Depending on their language ability, children can sometimes tell you about their bad dreams in detail.
Nightmares tend to happen in the second half of the night, when your child is sleeping lightly and dreaming. Some younger children might find it hard to get back to sleep after a nightmare.
Nightmares are common in children of all ages, but they’re especially common when children are around 10 years old.
Tips for dealing with nightmares and bad dreams
Children often wake tearful and upset after nightmares, so they need comfort from you.
Here are ideas to help you handle your child’s nightmares and bad dreams:
- If your child wakes up because of or during a nightmare, explain that it was a bad dream. Reassure your child that everything is OK and that they’re safe. A kiss and a cuddle might help your child settle again. Or your child might need you to stay with them until they fall asleep.

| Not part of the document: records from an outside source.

//! Output path resolution for generated builder files.

use std::path::{Path, PathBuf};

/// File name for the builder generated from `source_path`.
///
/// The source file's stem gets a `_builder.go` suffix: `person.go` becomes
/// `person_builder.go`, whatever the original extension was.
pub fn builder_file_name(source_path: &Path) -> String {
    match source_path.file_stem() {
        Some(stem) => format!("{}_builder.go", stem.to_string_lossy()),
        None => "builder.go".to_string(),
    }
}

/// Resolve where the generated builder should be written.
///
/// When `output` is an existing directory, the file lands inside it under
/// [`builder_file_name`]; anything else is taken as the literal output file
/// path.
pub fn resolve_output_path(output: &Path, source_path: &Path) -> PathBuf {
    if output.is_dir() {
        output.join(builder_file_name(source_path))
    } else {
        output.to_path_buf()
    }
}
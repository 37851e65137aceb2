//! Parsed Go source files.

use std::path::{Path, PathBuf};

use tree_sitter::{Node, Parser, Tree};

use crate::error::{Error, Result};
use crate::structs::{StructDecl, StructField};

/// One parsed Go source file.
///
/// Owns the raw text and its tree-sitter parse for the duration of a
/// generation run. Struct lookup walks the whole tree, so declarations at any
/// nesting depth are found, not just top-level ones.
#[derive(Debug)]
pub struct SourceFile {
    path: PathBuf,
    source: String,
    tree: Tree,
}

impl SourceFile {
    /// Read and parse the Go file at `path`.
    pub fn open(path: impl AsRef<Path>) -> Result<Self> {
        let path = path.as_ref().to_path_buf();
        let source =
            std::fs::read_to_string(&path).map_err(|source| Error::io(path.clone(), source))?;
        let filename = path.display().to_string();
        Self::parse(path, source, &filename)
    }

    /// Parse Go source held in memory; `filename` only labels diagnostics.
    pub fn from_source(source: impl Into<String>, filename: &str) -> Result<Self> {
        Self::parse(PathBuf::from(filename), source.into(), filename)
    }

    fn parse(path: PathBuf, source: String, filename: &str) -> Result<Self> {
        let mut parser = Parser::new();
        parser
            .set_language(&tree_sitter_go::LANGUAGE.into())
            .map_err(Error::grammar)?;
        let tree = parser
            .parse(&source, None)
            .ok_or_else(|| Error::parse(filename, &source, None))?;

        // tree-sitter always hands back a tree; syntax errors surface as
        // ERROR or missing nodes inside it.
        if let Some(bad) = first_syntax_error(tree.root_node()) {
            let span = bad.start_byte()..bad.end_byte();
            return Err(Error::parse(filename, &source, Some(span)));
        }

        Ok(Self { path, source, tree })
    }

    /// Path the file was read from (or the diagnostic label for in-memory
    /// sources).
    pub fn path(&self) -> &Path {
        &self.path
    }

    /// Find the struct type declaration named `name`.
    ///
    /// When several declarations share the name, the last one in document
    /// order wins. Aliases (`type X = ...`) and non-struct types are ignored.
    pub fn find_struct(&self, name: &str) -> Option<StructDecl<'_>> {
        let mut found = None;
        walk(self.tree.root_node(), &mut |node| {
            if self.is_struct_spec_named(node, name) {
                found = Some(node);
            }
        });
        found.map(|node| StructDecl {
            node,
            source: &self.source,
        })
    }

    /// Exported fields of the struct named `name`, in declaration order.
    ///
    /// Fails with [`Error::NoExportedFields`] when the struct is absent or
    /// none of its fields are exported.
    pub fn exported_fields(&self, name: &str) -> Result<Vec<StructField>> {
        let fields = self
            .find_struct(name)
            .map(|decl| decl.exported_fields())
            .unwrap_or_default();
        if fields.is_empty() {
            return Err(Error::no_exported_fields(name));
        }
        Ok(fields)
    }

    fn is_struct_spec_named(&self, node: Node<'_>, name: &str) -> bool {
        node.kind() == "type_spec"
            && node
                .child_by_field_name("name")
                .and_then(|n| n.utf8_text(self.source.as_bytes()).ok())
                == Some(name)
            && node
                .child_by_field_name("type")
                .is_some_and(|ty| ty.kind() == "struct_type")
    }
}

/// Visit every node in document order (pre-order, children left to right).
fn walk<'tree, F: FnMut(Node<'tree>)>(node: Node<'tree>, visit: &mut F) {
    visit(node);
    let mut cursor = node.walk();
    for child in node.children(&mut cursor) {
        walk(child, visit);
    }
}

/// First ERROR or missing node in document order, if any.
fn first_syntax_error(node: Node<'_>) -> Option<Node<'_>> {
    if node.is_error() || node.is_missing() {
        return Some(node);
    }
    if !node.has_error() {
        // Clean subtree, nothing to descend into.
        return None;
    }
    let mut cursor = node.walk();
    for child in node.children(&mut cursor) {
        if let Some(found) = first_syntax_error(child) {
            return Some(found);
        }
    }
    None
}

- Let your child know it’s OK to feel scared after a nightmare. Avoid dismissing the fear or saying that your child is being silly, because nightmares can seem real to children.
- If your child has dreamed about monsters, explain that monsters are only make-believe. You could say that make-believe things might be scary, but they can’t really hurt children.

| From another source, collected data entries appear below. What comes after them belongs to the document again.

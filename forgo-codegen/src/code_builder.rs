//! Code builder utility for generating properly indented code.

use crate::indent::Indent;

/// Fluent API for building code with proper indentation.
///
/// # Example
///
/// ```
/// use forgo_codegen::CodeBuilder;
///
/// let code = CodeBuilder::new(Default::default())
///     .line("func main() {")
///     .indent()
///     .line("fmt.Println(\"hello\")")
///     .dedent()
///     .line("}")
///     .build();
///
/// assert_eq!(code, "func main() {\n    fmt.Println(\"hello\")\n}\n");
/// ```
#[derive(Debug, Clone)]
pub struct CodeBuilder {
    indent_level: usize,
    indent: Indent,
    buffer: String,
}

impl CodeBuilder {
    /// Create a new CodeBuilder with the specified indentation.
    pub fn new(indent: Indent) -> Self {
        Self {
            indent_level: 0,
            indent,
            buffer: String::new(),
        }
    }

    /// Add a line of code with current indentation.
    pub fn line(mut self, s: &str) -> Self {
        self.write_indent();
        self.buffer.push_str(s);
        self.buffer.push('\n');
        self
    }

    /// Add a blank line (no indentation).
    pub fn blank(mut self) -> Self {
        self.buffer.push('\n');
        self
    }

    /// Increase indentation level.
    pub fn indent(mut self) -> Self {
        self.indent_level += 1;
        self
    }

    /// Decrease indentation level.
    pub fn dedent(mut self) -> Self {
        self.indent_level = self.indent_level.saturating_sub(1);
        self
    }

    /// Add a block with a closing line.
    ///
    /// # Example
    ///
    /// ```
    /// use forgo_codegen::CodeBuilder;
    ///
    /// let code = CodeBuilder::default()
    ///     .block_with_close("func main() {", "}", |b| {
    ///         b.line("fmt.Println(\"hello\")")
    ///     })
    ///     .build();
    /// ```
    pub fn block_with_close<F>(self, header: &str, close: &str, f: F) -> Self
    where
        F: FnOnce(Self) -> Self,
    {
        let builder = self.line(header).indent();
        f(builder).dedent().line(close)
    }

    /// Iterate and add content for each item.
    pub fn each<T, I, F>(mut self, items: I, f: F) -> Self
    where
        I: IntoIterator<Item = T>,
        F: Fn(Self, T) -> Self,
    {
        for item in items {
            self = f(self, item);
        }
        self
    }

    /// Consume the builder and return the generated code.
    pub fn build(self) -> String {
        self.buffer
    }

    fn write_indent(&mut self) {
        for _ in 0..self.indent_level {
            self.buffer.push_str(self.indent.as_str());
        }
    }
}

impl Default for CodeBuilder {
    fn default() -> Self {
        Self::new(Indent::default())
    }
}
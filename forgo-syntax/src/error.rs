use std::{ops::Range, path::PathBuf};

use miette::{Diagnostic, NamedSource, SourceSpan};
use thiserror::Error;

/// Result type for forgo-syntax operations (boxed to reduce size on stack)
pub type Result<T> = std::result::Result<T, Box<Error>>;

#[derive(Debug, Error, Diagnostic)]
pub enum Error {
    #[error("failed to read '{path}'")]
    #[diagnostic(help("check that the file exists and is readable"))]
    Io {
        path: PathBuf,
        #[source]
        source: std::io::Error,
    },

    #[error("failed to load the Go grammar")]
    #[diagnostic(code(forgo::grammar_error))]
    Grammar {
        #[source]
        source: tree_sitter::LanguageError,
    },

    #[error("failed to parse Go source")]
    #[diagnostic(code(forgo::parse_error))]
    Parse {
        #[source_code]
        src: NamedSource<String>,
        #[label("syntax error here")]
        span: Option<SourceSpan>,
    },

    #[error("no public fields found for struct {name}")]
    #[diagnostic(
        code(forgo::no_exported_fields),
        help("a builder needs at least one exported field; exported field names start with an uppercase letter")
    )]
    NoExportedFields { name: String },
}

impl Error {
    /// Create an io error for an unreadable input file
    pub fn io(path: impl Into<PathBuf>, source: std::io::Error) -> Box<Self> {
        Box::new(Error::Io {
            path: path.into(),
            source,
        })
    }

    /// Create a grammar error (tree-sitter rejected the compiled Go language)
    pub fn grammar(source: tree_sitter::LanguageError) -> Box<Self> {
        Box::new(Error::Grammar { source })
    }

    /// Create a parse error with source context and an optional byte span
    pub fn parse(filename: &str, src: &str, span: Option<Range<usize>>) -> Box<Self> {
        Box::new(Error::Parse {
            src: NamedSource::new(filename, src.to_string()),
            span: span.map(SourceSpan::from),
        })
    }

    /// Create an error for a struct that is missing or has no exported fields
    pub fn no_exported_fields(name: impl Into<String>) -> Box<Self> {
        Box::new(Error::NoExportedFields { name: name.into() })
    }
}
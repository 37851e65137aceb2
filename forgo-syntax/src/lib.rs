// Miette's derive macro generates code that triggers these warnings
#![allow(unused_assignments)]

mod error;
mod source;
mod structs;
mod types;

pub use error::{Error, Result};
pub use source::SourceFile;
pub use structs::{StructDecl, StructField};
pub use types::TypeRef;
//! Response handling.
//!
//! Controllers produce a `Response`; the server converts it into an axum
//! response at the edge.

use axum::{
    body::Body,
    http::{header, HeaderMap, HeaderName, HeaderValue, StatusCode},
    response::IntoResponse,
};

#[derive(Debug, Clone, PartialEq)]
pub struct Response {
    status: StatusCode,
    headers: HeaderMap,
    body: String,
}

impl Response {
    pub fn new(status: StatusCode, body: impl Into<String>) -> Self {
        Self {
            status,
            headers: HeaderMap::new(),
            body: body.into(),
        }
    }

    /// 200 with a plain-text body.
    pub fn text(body: impl Into<String>) -> Self {
        Self::new(StatusCode::OK, body).with_header("content-type", "text/plain; charset=utf-8")
    }

    /// 200 with a JSON body.
    pub fn json(value: &serde_json::Value) -> Self {
        Self::new(StatusCode::OK, value.to_string()).with_header("content-type", "application/json")
    }

    pub fn with_status(mut self, status: StatusCode) -> Self {
        self.status = status;
        self
    }

    /// Set a header. Invalid names or values are ignored.
    pub fn with_header(mut self, name: &str, value: &str) -> Self {
        if let (Ok(name), Ok(value)) = (HeaderName::try_from(name), HeaderValue::from_str(value)) {
            self.headers.insert(name, value);
        }
        self
    }

    pub fn status(&self) -> StatusCode {
        self.status
    }

    pub fn headers(&self) -> &HeaderMap {
        &self.headers
    }

    pub fn body(&self) -> &str {
        &self.body
    }
}

impl IntoResponse for Response {
    fn into_response(self) -> axum::response::Response {
        let mut response = axum::response::Response::new(Body::from(self.body));
        *response.status_mut() = self.status;
        *response.headers_mut() = self.headers;
        if !response.headers().contains_key(header::CONTENT_TYPE) {
            response.headers_mut().insert(
                header::CONTENT_TYPE,
                HeaderValue::from_static("text/plain; charset=utf-8"),
            );
        }
        response
    }
}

- Be patient if your child talks about a nightmare the next day. Listen to your child’s worries – don’t dismiss or downplay them. Calmly talking together about the bad dream can reduce its emotional power. But if your child seems to have forgotten about a nightmare, it’s best not to raise it.
- As your child gets older, encourage your child to see a bad dream as something they can recover from, so they can go back to sleep on their own afterwards. For example, ‘You didn’t need me for long after your bad dream last night. You were able to settle yourself really well’.

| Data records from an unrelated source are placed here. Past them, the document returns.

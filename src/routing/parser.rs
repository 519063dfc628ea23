//! Template parsing.
//!
//! # Responsibilities
//! - Split path/host templates into literal text and `{name=default}` placeholders
//! - Generate anchored expressions with one named capture per placeholder
//! - Record each variable's default value
//!
//! # Design Decisions
//! - Literal text is escaped, constraint text is inserted verbatim
//! - Brace depth is tracked so constraint and placeholder text is never escaped
//! - Duplicate names and malformed braces fail at registration time

use std::collections::{HashMap, HashSet};
use std::ops::Deref;

use regex::{Regex, RegexBuilder};

use crate::routing::collection::RouteId;
use crate::routing::error::FormatError;
use crate::routing::route::Route;

/// Constraint used for variables without an explicit one.
pub const DEFAULT_VARIABLE_REGEX: &str = ".+";

/// Host expression of routes without a host template.
pub const ANY_HOST_PATTERN: &str = "^.*$";

/// One piece of a template.
#[derive(Debug, Clone, PartialEq, Eq)]
pub enum TemplatePart {
    Literal(String),
    Variable { name: String, default: String },
}

/// A route with its templates turned into expressions.
#[derive(Debug, Clone)]
pub struct ParsedRoute {
    id: RouteId,
    route: Route,
    path_parts: Vec<TemplatePart>,
    path_pattern: String,
    path_regex: Regex,
    host_pattern: String,
    host_regex: Regex,
    has_host: bool,
    defaults: HashMap<String, String>,
}

impl ParsedRoute {
    pub fn id(&self) -> RouteId {
        self.id
    }

    pub fn route(&self) -> &Route {
        &self.route
    }

    pub fn path_pattern(&self) -> &str {
        &self.path_pattern
    }

    pub fn path_regex(&self) -> &Regex {
        &self.path_regex
    }

    pub fn host_pattern(&self) -> &str {
        &self.host_pattern
    }

    pub fn host_regex(&self) -> &Regex {
        &self.host_regex
    }

    /// Whether the route constrains the request host.
    pub fn has_host(&self) -> bool {
        self.has_host
    }

    /// The literal/variable pieces of the path template.
    pub fn path_parts(&self) -> &[TemplatePart] {
        &self.path_parts
    }

    pub fn defaults(&self) -> &HashMap<String, String> {
        &self.defaults
    }

    pub fn default_value(&self, name: &str) -> Option<&str> {
        self.defaults.get(name).map(String::as_str)
    }

    pub(crate) fn set_id(&mut self, id: RouteId) {
        self.id = id;
    }

    /// Override or add a default. Used by synthetic routes.
    pub(crate) fn set_default_value(&mut self, name: impl Into<String>, value: impl Into<String>) {
        self.defaults.insert(name.into(), value.into());
    }
}

impl Deref for ParsedRoute {
    type Target = Route;

    fn deref(&self) -> &Route {
        &self.route
    }
}

/// Turns routes into [`ParsedRoute`]s.
#[derive(Debug, Clone, Copy, Default)]
pub struct RouteParser;

impl RouteParser {
    pub fn new() -> Self {
        Self
    }

    pub fn parse(&self, route: Route) -> Result<ParsedRoute, FormatError> {
        let mut defaults = HashMap::new();

        let path_parts = scan(route.raw_path())?;
        let path_pattern = build_pattern(&route, &path_parts, &mut defaults);
        let path_regex = Regex::new(&path_pattern).map_err(|e| FormatError::InvalidConstraint {
            template: route.raw_path().to_string(),
            reason: e.to_string(),
        })?;

        let has_host = !route.raw_host().is_empty();
        let host_pattern = if has_host {
            let host_parts = scan(route.raw_host())?;
            build_pattern(&route, &host_parts, &mut defaults)
        } else {
            ANY_HOST_PATTERN.to_string()
        };
        let host_regex = RegexBuilder::new(&host_pattern)
            .case_insensitive(true)
            .build()
            .map_err(|e| FormatError::InvalidConstraint {
                template: route.raw_host().to_string(),
                reason: e.to_string(),
            })?;

        tracing::trace!(path = %path_pattern, host = %host_pattern, "Parsed route templates");

        Ok(ParsedRoute {
            id: RouteId::default(),
            route,
            path_parts,
            path_pattern,
            path_regex,
            host_pattern,
            host_regex,
            has_host,
            defaults,
        })
    }
}

fn build_pattern(
    route: &Route,
    parts: &[TemplatePart],
    defaults: &mut HashMap<String, String>,
) -> String {
    let mut pattern = String::from("^");
    for part in parts {
        match part {
            TemplatePart::Literal(text) => pattern.push_str(&regex::escape(text)),
            TemplatePart::Variable { name, default } => {
                let constraint = route.var_regex(name).unwrap_or(DEFAULT_VARIABLE_REGEX);
                pattern.push_str(&format!("(?P<{}>{})", name, constraint));
                defaults.insert(name.clone(), default.clone());
            }
        }
    }
    pattern.push('$');
    pattern
}

/// Split a template into literal and variable parts.
pub fn scan(template: &str) -> Result<Vec<TemplatePart>, FormatError> {
    let mut parts = Vec::new();
    let mut seen = HashSet::new();
    let mut literal = String::new();
    let mut body = String::new();
    let mut depth = 0usize;

    for ch in template.chars() {
        match ch {
            '{' => {
                if depth > 0 {
                    return Err(FormatError::NestedPlaceholder(template.to_string()));
                }
                depth += 1;
                if !literal.is_empty() {
                    parts.push(TemplatePart::Literal(std::mem::take(&mut literal)));
                }
            }
            '}' => {
                if depth == 0 {
                    return Err(FormatError::UnexpectedBrace(template.to_string()));
                }
                depth -= 1;
                let placeholder = std::mem::take(&mut body);
                let (name, default) = match placeholder.split_once('=') {
                    Some((name, default)) => (name.trim(), default),
                    None => (placeholder.trim(), ""),
                };
                if !is_identifier(name) {
                    return Err(FormatError::InvalidVariableName {
                        name: name.to_string(),
                        template: template.to_string(),
                    });
                }
                if !seen.insert(name.to_string()) {
                    return Err(FormatError::DuplicateVariable {
                        name: name.to_string(),
                        template: template.to_string(),
                    });
                }
                parts.push(TemplatePart::Variable {
                    name: name.to_string(),
                    default: default.to_string(),
                });
            }
            _ if depth > 0 => body.push(ch),
            _ => literal.push(ch),
        }
    }

    if depth > 0 {
        return Err(FormatError::UnclosedPlaceholder(template.to_string()));
    }
    if !literal.is_empty() {
        parts.push(TemplatePart::Literal(literal));
    }
    Ok(parts)
}

fn is_identifier(name: &str) -> bool {
    let mut chars = name.chars();
    match chars.next() {
        Some(first) if first.is_ascii_alphabetic() || first == '_' => {
            chars.all(|c| c.is_ascii_alphanumeric() || c == '_')
        }
        _ => false,
    }
}

#[cfg(test)]
mod tests {
    use super::*;
    use crate::routing::route::RouteOptions;
    use axum::http::Method;

    fn parse(path: &str, options: RouteOptions) -> Result<ParsedRoute, FormatError> {
        let route = Route::new([Method::GET], path, "Users@show", options)?;
        RouteParser::new().parse(route)
    }

    #[test]
    fn test_literal_path_is_escaped() {
        let parsed = parse("/files/report.pdf", RouteOptions::new()).unwrap();
        assert_eq!(parsed.path_pattern(), r"^/files/report\.pdf$");
        assert!(parsed.path_regex().is_match("/files/report.pdf"));
        assert!(!parsed.path_regex().is_match("/files/reportXpdf"));
        assert!(!parsed.has_host());
        assert_eq!(parsed.host_pattern(), ANY_HOST_PATTERN);
    }

    #[test]
    fn test_variables_become_named_groups() {
        let parsed = parse("/users/{id}/posts/{slug=latest}", RouteOptions::new().var("id", r"\d+")).unwrap();
        assert_eq!(
            parsed.path_pattern(),
            r"^/users/(?P<id>\d+)/posts/(?P<slug>.+)$"
        );
        assert_eq!(parsed.default_value("id"), Some(""));
        assert_eq!(parsed.default_value("slug"), Some("latest"));
    }

    #[test]
    fn test_constraint_braces_pass_through() {
        let parsed = parse("/y/{year}", RouteOptions::new().var("year", r"\d{4}")).unwrap();
        assert_eq!(parsed.path_pattern(), r"^/y/(?P<year>\d{4})$");
        assert!(parsed.path_regex().is_match("/y/2024"));
        assert!(!parsed.path_regex().is_match("/y/24"));
    }

    #[test]
    fn test_duplicate_variable_rejected() {
        let err = parse("/{id}/{id}", RouteOptions::new()).unwrap_err();
        assert_eq!(
            err,
            FormatError::DuplicateVariable {
                name: "id".into(),
                template: "/{id}/{id}".into()
            }
        );
    }

    #[test]
    fn test_malformed_braces_rejected() {
        assert!(matches!(parse("/{id", RouteOptions::new()), Err(FormatError::UnclosedPlaceholder(_))));
        assert!(matches!(parse("/id}", RouteOptions::new()), Err(FormatError::UnexpectedBrace(_))));
        assert!(matches!(parse("/{a{b}}", RouteOptions::new()), Err(FormatError::NestedPlaceholder(_))));
        assert!(matches!(parse("/{1abc}", RouteOptions::new()), Err(FormatError::InvalidVariableName { .. })));
        assert!(matches!(parse("/{}", RouteOptions::new()), Err(FormatError::InvalidVariableName { .. })));
    }

    #[test]
    fn test_bad_constraint_rejected() {
        let err = parse("/{id}", RouteOptions::new().var("id", "(")).unwrap_err();
        assert!(matches!(err, FormatError::InvalidConstraint { .. }));
    }

    #[test]
    fn test_host_template() {
        let parsed = parse("/", RouteOptions::new().host("{tenant}.example.com")).unwrap();
        assert!(parsed.has_host());
        assert_eq!(parsed.host_pattern(), r"^(?P<tenant>.+)\.example\.com$");
        assert!(parsed.host_regex().is_match("ACME.Example.com"));
        assert_eq!(parsed.default_value("tenant"), Some(""));
    }

    #[test]
    fn test_scan_parts() {
        let parts = scan("/a/{b=c=d}").unwrap();
        assert_eq!(
            parts,
            vec![
                TemplatePart::Literal("/a/".into()),
                TemplatePart::Variable { name: "b".into(), default: "c=d".into() },
            ]
        );
    }
}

Try these ideas if your child has a lot of nightmares or is dreaming about the same thing over and over again:
- Gently ask your child about interactions with other children, television shows, computer games or other daytime experiences. Then you can help your child avoid experiences that might be triggering the nightmares. For example, if your child has been watching Doctor Who and having nightmares about aliens, it might be a good idea not to watch it for a while.
- Help your child change a recurring dream. For example, if the dream often involves a scary alien, suggest that your child has a magic wand in the dream to make the alien disappear. Encourage your child to come up with ideas about being a hero in the dream. Your child can go over these ideas in their mind during the day.
- Make sure your child is regularly getting enough sleep.
- Make sure your child’s bedtime routine includes quiet time before bed. For example, your child could read a book or listen to quiet music or an audiobook.
- If your child is prone to anxiety or stress, think about how you can help your child relax before bedtime.
Young children can find it hard to tell the difference between dreams and reality. As children get older, they’ll get better at understanding that a dream is just a dream.
It can be a good idea to seek professional advice if your child is having nightmares and is also having a lot of anxiety during the day.
Also seek help if your child has nightmares after going through a traumatic event – for example, a natural disaster like a bushfire, a car accident, a school lockdown and so on.
What causes nightmares?
Occasional nightmares are common. You don’t need to worry.
Children with vivid imaginations might have nightmares more often than other children. Again, you don’t need to worry. Children who sleepwalk or have night terrors are also more likely to have nightmares.
But if your child is having a recurrent nightmare or particularly bad dreams, your child might be experiencing some kind of stress during the day.
Traumatic events can also cause nightmares. If a child has experienced some type of traumatic event, they might have nightmares about it for several weeks or months afterwards.